You don't, or at least not directly. I/O requires making system calls, which means C functions, and C functions aren't going to be @safe. And since writeln currently calls printf underneath the hood, it definitely isn't going to be @safe, because it's trivial to do unsafe things with printf (like giving it %s and then passing it an integer instead of a string). It might be possible to make writeln @trusted under some circumstances, but I don't know what all would be involved with that. That would depend on how it's implemented.

It's fully expected that any non-trivial D program will use @system code. The trick is to isolate it. The majority of your program will hopefully be @safe, but sections of it are going to have to be @system. However, you then only have to examine a small section of your program for memory safety. Once you verify by hand that a function which calls @system functions is actually memory safe, you can mark it as @trusted and then you can use it in @safe code.

Unfortunately, it's also quite likely that certain core stuff in druntime and Phobos is going to be @system based on what it's doing with low level stuff, and not necessarily all of it has been marked with @trusted as it should be (e.g. std.array.appender might be @system when it should probably be able to be @trusted - I'm not sure what it currently is though; it probably depends on the element type of your array). So, it's likely that some improvements will need to be made to some standard library stuff in order to better support @safe (which is in progress, but I don't know where all of that stands right now), and you may end up having to use @trusted in more places right now than you will in the future. writeln may or may not be able to be @safe or @trusted in the future. But it definitely won't be if the types that you're using with it don't have @safe or @trusted toString functions, so part of whether writeln is @safe depends on what you're using it with, regardless of how it's implemented. However, it's not currently @safe or @trusted even with built-in types, so for now, you're out of luck.
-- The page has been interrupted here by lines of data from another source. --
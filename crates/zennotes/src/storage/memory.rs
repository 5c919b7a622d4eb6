//! In-process key-value store.

use std::cell::RefCell;
use std::collections::HashMap;

use crate::error::{Error, Result};

use super::KeyValueStore;

/// Key-value store held entirely in memory.
///
/// An optional byte quota makes oversized writes fail with
/// [`Error::QuotaExceeded`], the way a browser's local storage does when
/// it is full.
#[derive(Debug, Default)]
pub struct MemoryStore {
    entries: RefCell<HashMap<String, String>>,
    quota: Option<usize>,
}

impl MemoryStore {
    /// Create an empty store without a quota.
    #[must_use]
    pub fn new() -> Self {
        Self::default()
    }

    /// Create an empty store that rejects values larger than `bytes`.
    #[must_use]
    pub fn with_quota(bytes: usize) -> Self {
        Self {
            entries: RefCell::default(),
            quota: Some(bytes),
        }
    }

    /// Number of keys currently stored.
    #[must_use]
    pub fn len(&self) -> usize {
        self.entries.borrow().len()
    }

    /// Check whether the store holds no keys.
    #[must_use]
    pub fn is_empty(&self) -> bool {
        self.entries.borrow().is_empty()
    }
}

impl KeyValueStore for MemoryStore {
    fn get(&self, key: &str) -> Result<Option<String>> {
        Ok(self.entries.borrow().get(key).cloned())
    }

    fn set(&self, key: &str, value: &str) -> Result<()> {
        if let Some(quota) = self.quota {
            if value.len() > quota {
                return Err(Error::QuotaExceeded {
                    needed: value.len(),
                    quota,
                });
            }
        }
        self.entries
            .borrow_mut()
            .insert(key.to_string(), value.to_string());
        Ok(())
    }

    fn remove(&self, key: &str) -> Result<bool> {
        Ok(self.entries.borrow_mut().remove(key).is_some())
    }
}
If you really wanted to, you could create a wrapper for writeln which was @trusted, but you'd have to be uber careful to make sure that the code is actually memory safe - and simply creating a templated wrapper and marking it @trusted isn't going to cut it, because then you'd be treating it as @safe regardless of what type you passed to it. So, it's probably best to just not wrap it and then mark the caller as @trusted if you're sure that that particular use of writeln is memory safe. Of course, that also highlights part of why functions like writeln are currently @system in the first place: it's often hard to write @trusted templated code without trusting stuff that shouldn't be trusted (because it depends on the template arguments). Attribute inference often takes care of the problem, but if templated code is doing something that needs to be @trusted, it becomes difficult to mark a portion of the code as @trusted and leave the rest to inference, especially if the template arguments are mixed in with the @system stuff. I expect that we'll sort it out eventually for all of the standard library stuff though.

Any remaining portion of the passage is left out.